Esto sucede casi al fin de la segunda etapa de la su vida pública, la etapa
más larga, la que Él consagra a formar a sus discípulos, a darles su
doctrina, a formar la Iglesia; en otras palabras, la etapa de Galilea. En la
tercera etapa, que veremos dentro de poco, la etapa de la subida a
Jerusalén, Jesús vuelve a anunciar sus sufrimientos, su muerte y su
resurrección otras dos veces. Con el anuncio que acabamos de presentar son
tres las veces que Jesús anuncia su muerte. El número tres implica plenitud
e insistencia. Jesús quiere dejar muy claro en qué consiste su mesianidad,
la mesianidad del dolor, y de esta manera prepara a sus discípulos para el
escándalo de la cruz (cf. 1Cor 1-2).
En Mc 9,31 Jesús dice otra vez: “El Hijo del Hombre va a ser entregado en
manos de los hombres, y lo matarán, y después de muerto resucitará a los
tres días”.
Y de nuevo vuelve a repetir más adelante, en Mc 10,33-34, de una manera
mucho más detallada: “Mirad, subimos a Jerusalén, y el Hijo del Hombre será
entregado a los príncipes de los sacerdotes y a los escribas; le condenarán
a muerte y le entregarán a los gentiles; se burlarán de él, le escupirán, lo
azotarán y lo matarán, pero después de tres días resucitará”.

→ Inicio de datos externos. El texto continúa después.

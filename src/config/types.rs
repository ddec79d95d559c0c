use serde::{Deserialize, Serialize};

use crate::reasoning_filter::MarkerPair;

/// Main gateway configuration
#[derive(Debug, Clone, Serialize, Deserialize)]
pub struct GatewayConfig {
    /// Server host address
    pub host: String,
    /// Server port
    pub port: u16,
    /// Base URL of the OpenAI-compatible model backend (e.g. LM Studio or
    /// Ollama), without the /v1 suffix
    pub upstream_url: String,
    /// Model name forwarded to the backend. None lets the backend use
    /// whatever model it has loaded
    pub model: Option<String>,
    /// Token budget per generated reply
    pub max_tokens: u32,
    /// Timeout in seconds for non-streaming upstream requests
    pub request_timeout_secs: u64,
    /// Maximum retained conversation turns (one turn = user + assistant)
    pub history_max_turns: usize,
    /// Number of trailing history messages sent as model context
    pub context_window: usize,
    /// Marker that opens a reasoning span in model output
    pub reasoning_open_tag: String,
    /// Marker that closes a reasoning span in model output
    pub reasoning_close_tag: String,
    /// System prompt prepended to every upstream request (None = none)
    pub system_prompt: Option<String>,
    /// CORS allowed origins (empty = allow any origin)
    pub cors_allowed_origins: Vec<String>,
    /// Log level (None = info)
    pub log_level: Option<String>,
    /// Log directory (None = stdout only)
    pub log_dir: Option<String>,
}

impl GatewayConfig {
    /// Marker pair handed to each per-turn filter instance.
    pub fn marker_pair(&self) -> MarkerPair {
        MarkerPair::new(&self.reasoning_open_tag, &self.reasoning_close_tag)
    }
}

impl Default for GatewayConfig {
    fn default() -> Self {
        let markers = MarkerPair::default();
        Self {
            host: "127.0.0.1".to_string(),
            port: 8000,
            upstream_url: "http://127.0.0.1:1234".to_string(),
            model: None,
            max_tokens: 256,
            request_timeout_secs: 30,
            history_max_turns: 20,
            context_window: 8,
            reasoning_open_tag: markers.open,
            reasoning_close_tag: markers.close,
            system_prompt: None,
            cors_allowed_origins: vec![],
            log_level: None,
            log_dir: None,
        }
    }
}
use std::path::PathBuf;

use tracing::Level;
use tracing_appender::non_blocking::WorkerGuard;
use tracing_appender::rolling::{RollingFileAppender, Rotation};
use tracing_log::LogTracer;
use tracing_subscriber::fmt::time::ChronoUtc;
use tracing_subscriber::layer::SubscriberExt;
use tracing_subscriber::util::SubscriberInitExt;
use tracing_subscriber::{EnvFilter, Layer};

/// Configuration for the logging system
#[derive(Debug, Clone)]
pub struct LoggingConfig {
    /// Log level for the application (default: INFO)
    pub level: Level,
    /// Path to store log files. If None, logs only go to stdout/stderr
    pub log_dir: Option<String>,
    /// Whether to colorize terminal output (default: true)
    pub colorize: bool,
    /// Log file name used when log_dir is set
    pub log_file_name: String,
}

impl Default for LoggingConfig {
    fn default() -> Self {
        Self {
            level: Level::INFO,
            log_dir: None,
            colorize: true,
            log_file_name: "voicechat-gateway".to_string(),
        }
    }
}

/// Guard that keeps the file appender worker thread alive.
///
/// Must stay in scope for the duration of the program so buffered log lines
/// reach the file.
#[allow(dead_code)]
pub struct LogGuard {
    _file_guard: Option<WorkerGuard>,
}

/// Initialize the logging system with the given configuration.
///
/// Initialization errors are handled gracefully so repeated calls (e.g. in
/// tests) never panic.
pub fn init_logging(config: LoggingConfig) -> LogGuard {
    // Forward log-crate records to tracing; ignore repeat initialization.
    let _ = LogTracer::init();

    let level_filter = match config.level {
        Level::TRACE => "trace",
        Level::DEBUG => "debug",
        Level::INFO => "info",
        Level::WARN => "warn",
        Level::ERROR => "error",
    };

    let env_filter = EnvFilter::try_from_default_env()
        .unwrap_or_else(|_| EnvFilter::new(format!("voicechat_gateway={level_filter}")));

    let time_format = "%Y-%m-%d %H:%M:%S".to_string();

    let mut layers = Vec::new();

    let stdout_layer = tracing_subscriber::fmt::layer()
        .with_ansi(config.colorize)
        .with_timer(ChronoUtc::new(time_format.clone()))
        .boxed();
    layers.push(stdout_layer);

    let mut file_guard = None;
    if let Some(log_dir) = &config.log_dir {
        let log_dir = PathBuf::from(log_dir);
        if !log_dir.exists() {
            if let Err(e) = std::fs::create_dir_all(&log_dir) {
                eprintln!("Failed to create log directory: {e}");
                return LogGuard { _file_guard: None };
            }
        }

        let file_appender =
            RollingFileAppender::new(Rotation::DAILY, log_dir, config.log_file_name.clone());
        let (non_blocking, guard) = tracing_appender::non_blocking(file_appender);
        file_guard = Some(guard);

        let file_layer = tracing_subscriber::fmt::layer()
            .with_ansi(false)
            .with_timer(ChronoUtc::new(time_format))
            .with_writer(non_blocking)
            .boxed();
        layers.push(file_layer);
    }

    // try_init so another subscriber set by a test harness is not an error.
    let _ = tracing_subscriber::registry()
        .with(env_filter)
        .with(layers)
        .try_init();

    LogGuard {
        _file_guard: file_guard,
    }
}

/// Parse a textual level, falling back to INFO.
pub fn parse_level(level: Option<&str>) -> Level {
    match level.map(|l| l.to_lowercase()).as_deref() {
        Some("trace") => Level::TRACE,
        Some("debug") => Level::DEBUG,
        Some("warn") => Level::WARN,
        Some("error") => Level::ERROR,
        _ => Level::INFO,
    }
}

#[cfg(test)]
mod tests {
    use super::*;

    #[test]
    fn parse_level_known_and_unknown() {
        assert_eq!(parse_level(Some("debug")), Level::DEBUG);
        assert_eq!(parse_level(Some("WARN")), Level::WARN);
        assert_eq!(parse_level(Some("bogus")), Level::INFO);
        assert_eq!(parse_level(None), Level::INFO);
    }
}
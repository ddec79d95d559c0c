pub mod types;
pub mod validation;

pub use types::*;
pub use validation::*;

/// Configuration errors
#[derive(Debug, thiserror::Error)]
pub enum ConfigError {
    #[error("Invalid value for field '{field}': {value} - {reason}")]
    InvalidValue {
        field: String,
        value: String,
        reason: String,
    },

    #[error("Missing required field: {field}")]
    MissingRequired { field: String },
}

/// Result type for configuration operations
pub type ConfigResult<T> = Result<T, ConfigError>;
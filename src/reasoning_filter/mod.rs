// Detection and removal of reasoning spans (e.g. <think>...</think>) from
// model output, both incrementally over a token stream and over whole
// completions.

mod canonical;
mod streaming;

pub use canonical::{canonicalize, normalize_whitespace};
pub use streaming::{FilterMode, StreamingFilter};

/// The pair of marker strings delimiting a reasoning span.
///
/// Immutable for the lifetime of a stream; cloned into each per-turn filter
/// instance at turn start.
#[derive(Debug, Clone, PartialEq, Eq)]
pub struct MarkerPair {
    /// Marker that opens a reasoning span.
    pub open: String,
    /// Marker that closes a reasoning span.
    pub close: String,
}

impl MarkerPair {
    pub fn new(open: impl Into<String>, close: impl Into<String>) -> Self {
        Self {
            open: open.into(),
            close: close.into(),
        }
    }
}

impl Default for MarkerPair {
    fn default() -> Self {
        Self {
            open: "<think>".to_string(),
            close: "</think>".to_string(),
        }
    }
}
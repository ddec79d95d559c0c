// End-to-end run of a generation turn: an in-memory source feeds chunks
// through a per-turn filter into an ordered sink, mirroring the streaming
// chat path without any network dependency.

use tokio::sync::mpsc;
use tokio_stream::{StreamExt, wrappers::UnboundedReceiverStream};

use voicechat_gateway::reasoning_filter::{
    MarkerPair, StreamingFilter, canonicalize, normalize_whitespace,
};

/// Drive one turn and return (ordered sink fragments, accumulated visible text).
async fn run_turn(chunks: Vec<&'static str>) -> (Vec<String>, String) {
    let (tx, rx) = mpsc::unbounded_channel();
    tokio::spawn(async move {
        for chunk in chunks {
            if tx.send(chunk.to_string()).is_err() {
                return;
            }
        }
    });

    let mut source = UnboundedReceiverStream::new(rx);
    let mut filter = StreamingFilter::new(MarkerPair::default());
    let mut sink = Vec::new();
    while let Some(chunk) = source.next().await {
        let emitted = filter.process_chunk(&chunk);
        if !emitted.is_empty() {
            sink.push(emitted);
        }
    }
    let tail = filter.finish();
    if !tail.is_empty() {
        sink.push(tail);
    }
    (sink, filter.into_visible_text())
}

#[tokio::test]
async fn turn_filters_reasoning_and_preserves_order() {
    let (sink, visible) = run_turn(vec![
        "Well, ",
        "<think>the user greeted me, ",
        "so I should greet back</think>",
        "hey ",
        "there!",
    ])
    .await;

    assert_eq!(sink.concat(), "Well, hey there!");
    assert_eq!(visible, "Well, hey there!");
    // Fragments arrive in source order, never reordered or coalesced across
    // an emission boundary.
    assert_eq!(sink, vec!["Well, ", "hey ", "there!"]);
}

#[tokio::test]
async fn token_sized_chunks_match_single_chunk_run() {
    let text = "<think>first</think>Sure thing<think>second</think>!";
    let single = run_turn(vec![text]).await.1;

    let token_sized: Vec<&'static str> = text
        .char_indices()
        .map(|(i, c)| &text[i..i + c.len_utf8()])
        .collect();
    let charwise = run_turn(token_sized).await.1;

    assert_eq!(single, charwise);
    assert_eq!(single, "Sure thing!");
}

#[tokio::test]
async fn aborted_reasoning_span_yields_no_output() {
    let (sink, visible) = run_turn(vec!["<think>cut off before the close marker"]).await;
    assert!(sink.is_empty());
    assert!(visible.is_empty());
}

#[tokio::test]
async fn marker_free_turn_is_passed_through_verbatim() {
    let chunks = vec!["All", " good", " here."];
    let (sink, visible) = run_turn(chunks.clone()).await;
    assert_eq!(sink, chunks);
    assert_eq!(visible, "All good here.");
}

#[tokio::test]
async fn finished_turn_survives_canonicalization_unchanged() {
    // After a fully terminated stream the visible text holds no complete
    // span, so the end-of-turn canonicalization pass only normalizes
    // whitespace before the text enters the history.
    let (_, visible) = run_turn(vec![
        "Sounds fun!",
        " <think>keep it short</think>",
        " Tell me more.",
    ])
    .await;

    assert_eq!(
        canonicalize(&visible, &MarkerPair::default()),
        normalize_whitespace(&visible),
    );
}
// src/engine/failures.rs

use std::collections::BTreeMap;
use std::sync::{Mutex, MutexGuard, PoisonError};

use serde::{Deserialize, Serialize};

use crate::types::JobId;

/// One failed job and the reason it failed.
#[derive(Debug, Clone, PartialEq, Eq, Serialize, Deserialize)]
pub struct FailureEntry {
    pub job_id: JobId,
    pub detail: String,
}

/// Concurrency-safe record of which jobs failed during a run.
///
/// Insert-only: once a job is recorded its detail never changes and entries
/// are never removed. Skipped jobs are not recorded here.
#[derive(Debug, Default)]
pub struct FailureRegistry {
    jobs: Mutex<BTreeMap<JobId, String>>,
}

impl FailureRegistry {
    pub fn new() -> Self {
        Self::default()
    }

    /// Record a failure. A second record for the same job keeps the first
    /// detail and returns `false`.
    pub fn record(&self, job_id: JobId, detail: impl Into<String>) -> bool {
        let mut jobs = self.lock();
        if jobs.contains_key(&job_id) {
            return false;
        }
        jobs.insert(job_id, detail.into());
        true
    }

    pub fn count(&self) -> usize {
        self.lock().len()
    }

    pub fn is_empty(&self) -> bool {
        self.lock().is_empty()
    }

    pub fn contains(&self, job_id: JobId) -> bool {
        self.lock().contains_key(&job_id)
    }

    /// Snapshot of all failures, ordered by job ID.
    pub fn entries(&self) -> Vec<FailureEntry> {
        self.lock()
            .iter()
            .map(|(job_id, detail)| FailureEntry {
                job_id: *job_id,
                detail: detail.clone(),
            })
            .collect()
    }

    fn lock(&self) -> MutexGuard<'_, BTreeMap<JobId, String>> {
        // Entries are written whole under the lock, so a poisoned map is
        // still consistent.
        self.jobs.lock().unwrap_or_else(PoisonError::into_inner)
    }
}
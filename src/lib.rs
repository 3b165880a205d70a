// src/lib.rs

pub mod cli;
pub mod config;
pub mod dag;
pub mod engine;
pub mod errors;
pub mod exec;
pub mod fs;
pub mod logging;
pub mod types;

use std::path::{Path, PathBuf};
use std::sync::Arc;

use tracing::{debug, info};

use crate::cli::CliArgs;
use crate::config::loader::load_and_validate;
use crate::config::WorkflowFile;
use crate::dag::JobGraph;
use crate::engine::{RunOptions, Workflow};
use crate::errors::Result;
use crate::exec::ShellExecutor;

/// High-level entry point used by `main.rs`.
///
/// This wires together:
/// - definition loading and validation
/// - job instantiation into a [`Workflow`]
/// - the shell executor
///
/// Returns the process exit code of the run (0 or
/// [`engine::EXIT_JOBS_FAILED`]). Configuration and infrastructure errors are
/// returned as `Err` before or instead of a code.
pub async fn run(args: CliArgs) -> Result<i32> {
    let def = load_and_validate(&args.workflow)?;
    let root = workflow_root(&args.workflow, args.workflow_dir.as_deref(), &def);

    let mut workflow = Workflow::from_definition(&def, &root)?;

    let mut options = workflow.options();
    if let Some(n) = args.max_parallel {
        options.max_parallel = Some(n as usize);
    }
    options.write_summary = !args.no_summary;
    workflow.set_options(options);

    if args.dry_run {
        print_dry_run(&workflow, options)?;
        return Ok(engine::EXIT_SUCCESS);
    }

    info!(
        workflow = %args.workflow.display(),
        root = %root.display(),
        jobs = workflow.jobs().len(),
        "loaded workflow"
    );

    let report = workflow.run(Arc::new(ShellExecutor::new())).await?;
    Ok(report.exit_code())
}

/// Figure out the workflow root.
///
/// - `--workflow-dir` wins if given.
/// - Otherwise `[workflow].dir`, relative to the definition file's directory.
/// - A bare file name like "Gflow.toml" (parent = "") resolves against the
///   current working directory.
fn workflow_root(def_path: &Path, override_dir: Option<&Path>, def: &WorkflowFile) -> PathBuf {
    if let Some(dir) = override_dir {
        return dir.to_path_buf();
    }

    let base = match def_path.parent() {
        Some(parent) if !parent.as_os_str().is_empty() => parent.to_path_buf(),
        _ => std::env::current_dir().unwrap_or_else(|_| PathBuf::from(".")),
    };
    base.join(&def.workflow.dir)
}

/// Simple dry-run output: print jobs, IDs, deps and commands.
fn print_dry_run(workflow: &Workflow, options: RunOptions) -> Result<()> {
    let graph = JobGraph::build(workflow.jobs())?;

    println!("gflow dry-run");
    println!("  workflow.dir = {}", workflow.dirs().root.display());
    match options.max_parallel {
        Some(n) => println!("  workflow.max_parallel = {n}"),
        None => println!("  workflow.max_parallel = unbounded"),
    }
    println!();

    println!("  roots = {:?}", names_of(workflow, &graph.roots()));
    println!();

    println!("jobs ({}):", workflow.jobs().len());
    for job in workflow.jobs() {
        println!("  - [{}] {}", job.id, job.name);
        println!("      cmd: {}", job.cmd);
        if !job.dependencies.is_empty() {
            println!("      after: {:?}", names_of(workflow, &job.dependencies));
        }
        let dependents = graph.dependents_of(job.id);
        if !dependents.is_empty() {
            println!("      needed by: {:?}", names_of(workflow, dependents));
        }
        let downstream = graph.transitive_dependents(job.id);
        if downstream.len() > dependents.len() {
            println!("      skips on failure: {:?}", names_of(workflow, &downstream));
        }
        if !job.outputs.is_empty() {
            println!("      outputs: {:?}", job.outputs);
        }
        if job.directories.work_dir != workflow.dirs().root {
            println!("      dir: {}", job.directories.work_dir.display());
        }
        if job.clean_tmp {
            println!("      clean_tmp: true");
        }
    }

    debug!("dry-run complete (no execution)");
    Ok(())
}

fn names_of<'a>(workflow: &'a Workflow, ids: &[types::JobId]) -> Vec<&'a str> {
    ids.iter()
        .filter_map(|id| workflow.job(*id))
        .map(|j| j.name.as_str())
        .collect()
}
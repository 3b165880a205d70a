use std::fmt;

use serde::{Deserialize, Serialize};

/// Unique, positive job identifier assigned at registration time.
///
/// IDs start at 1 and follow registration order, so a job's dependencies
/// always carry smaller IDs than the job itself.
#[derive(Debug, Clone, Copy, PartialEq, Eq, PartialOrd, Ord, Hash, Serialize, Deserialize)]
#[serde(transparent)]
pub struct JobId(pub u64);

impl JobId {
    /// Position of this job in the workflow's arena.
    ///
    /// # Panics
    ///
    /// Panics on `JobId(0)`, which is never assigned. Check ids that did not
    /// come from a `Workflow` before indexing with them.
    pub fn index(self) -> usize {
        assert!(self.0 > 0, "JobId(0) has no arena slot");
        (self.0 - 1) as usize
    }
}

impl fmt::Display for JobId {
    fn fmt(&self, f: &mut fmt::Formatter<'_>) -> fmt::Result {
        write!(f, "{}", self.0)
    }
}

/// Lifecycle state of a job.
///
/// `Succeeded`, `Failed` and `Skipped` are terminal.
#[derive(Debug, Clone, Copy, PartialEq, Eq, Serialize, Deserialize)]
#[serde(rename_all = "lowercase")]
pub enum JobState {
    Pending,
    Ready,
    Running,
    Succeeded,
    Failed,
    Skipped,
}

impl Default for JobState {
    fn default() -> Self {
        JobState::Pending
    }
}

impl JobState {
    pub fn is_terminal(self) -> bool {
        matches!(
            self,
            JobState::Succeeded | JobState::Failed | JobState::Skipped
        )
    }
}

/// Kind of record stored in the event log.
#[derive(Debug, Clone, Copy, PartialEq, Eq, Serialize, Deserialize)]
#[serde(rename_all = "lowercase")]
pub enum EventKind {
    Started,
    Succeeded,
    Failed,
    Skipped,
}

impl EventKind {
    pub fn is_terminal(self) -> bool {
        !matches!(self, EventKind::Started)
    }
}
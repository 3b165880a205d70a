// src/logging.rs

//! Logging setup for `gflow` using `tracing` + `tracing-subscriber`.
//!
//! Priority for determining the log level:
//! 1. `--log-level` CLI flag (if provided)
//! 2. `GFLOW_LOG` environment variable (e.g. "info", "debug")
//! 3. default to `info`
//!
//! Logs are sent to STDERR; job output goes to per-job log files.

use anyhow::Result;
use tracing_subscriber::fmt;

use crate::cli::LogLevel;

/// Environment variable consulted when no `--log-level` is given.
pub const LOG_ENV_VAR: &str = "GFLOW_LOG";

/// Initialise global logging subscriber.
///
/// Safe to call once at startup.
pub fn init_logging(cli_level: Option<LogLevel>) -> Result<()> {
    let level = resolve_level(cli_level, std::env::var(LOG_ENV_VAR).ok().as_deref());

    fmt()
        .with_max_level(level)
        .with_target(true)
        .with_thread_ids(false)
        .with_thread_names(false)
        .with_writer(std::io::stderr)
        .try_init()
        .map_err(|e| anyhow::anyhow!("installing tracing subscriber: {e}"))?;

    Ok(())
}

/// Pick the effective level from the CLI flag and the env var value.
pub fn resolve_level(cli_level: Option<LogLevel>, env_value: Option<&str>) -> tracing::Level {
    match cli_level {
        Some(lvl) => level_from_log_level(lvl),
        None => env_value
            .and_then(parse_level_str)
            .unwrap_or(tracing::Level::INFO),
    }
}

fn level_from_log_level(lvl: LogLevel) -> tracing::Level {
    match lvl {
        LogLevel::Error => tracing::Level::ERROR,
        LogLevel::Warn => tracing::Level::WARN,
        LogLevel::Info => tracing::Level::INFO,
        LogLevel::Debug => tracing::Level::DEBUG,
        LogLevel::Trace => tracing::Level::TRACE,
    }
}

fn parse_level_str(s: &str) -> Option<tracing::Level> {
    match s.trim().to_lowercase().as_str() {
        "error" => Some(tracing::Level::ERROR),
        "warn" | "warning" => Some(tracing::Level::WARN),
        "info" => Some(tracing::Level::INFO),
        "debug" => Some(tracing::Level::DEBUG),
        "trace" => Some(tracing::Level::TRACE),
        _ => None,
    }
}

A este tercer anuncio de su muerte sigue otra incomprensión de sus
discípulos; una vez más el mensaje de la cruz crea oposición. Esta la vez la
oposición se manifiesta a través del pedido de Juan y Santiago, hijos del
Zebedeo, de sentarse a la derecha del Hijo del hombre cuando Él esté en su
reino. Jesús habla de sufrimiento y ellos hablan de poder. Esto dará ocasión
a Jesucristo para enseñarles que el mensaje central del evangelio y la
actitud correcta de todo discípulo es, en todo momento, el servicio a los
más pobres y a los más necesitados: “Quien quiera llegar a ser grande entre
vosotros, que sea vuestro servidor; y quien entre vosotros quiera ser el
primero, que sea esclavo de todos” (Mc 10,43-44).
Y con este motivo Jesucristo dirá una frase que es esencial para entender
todo el evangelio y para entender el tipo de Mesías que será Jesús: “Porque
el Hijo del Hombre no ha venido a ser servido, sino a servir y a dar su vida
en redención de muchos” (Mc 10,44). ¿A qué redención se refiere? A la
redención del pecado. Ya lo había dicho Juan Bautista: “He ahí el Cordero de
Dios, que quita el pecado del mundo” (Jn 1,29). De esta manera Jesucristo
completa toda su doctrina respecto a sí mismo: es Dios hecho hombre y es el
Mesías, pero un Mesías que morirá en la cruz para salvar a los hombres de
sus pecados; su sangre será el precio de nuestra redención. La misión del
Mesías es una misión espiritual, ordenada a la consecución de la vida
eterna; no es una misión temporal, circunscripta a esta tierra. Y esa misión
encuentra su culmen y su núcleo más importante en su pasión, muerte y
resurrección.
Con esto Jesucristo completa todo aquello que quería revelarles a sus
discípulos sobre sí mismo: es Dios, es el Mesías y un Mesías sufriente por
el perdón de los pecados. Nos acercamos al final de esta segunda e
importante etapa. Sólo queda considerar el misterio de su Transfiguración,
que será el ápice de esta segunda etapa y la preparación para la tercera.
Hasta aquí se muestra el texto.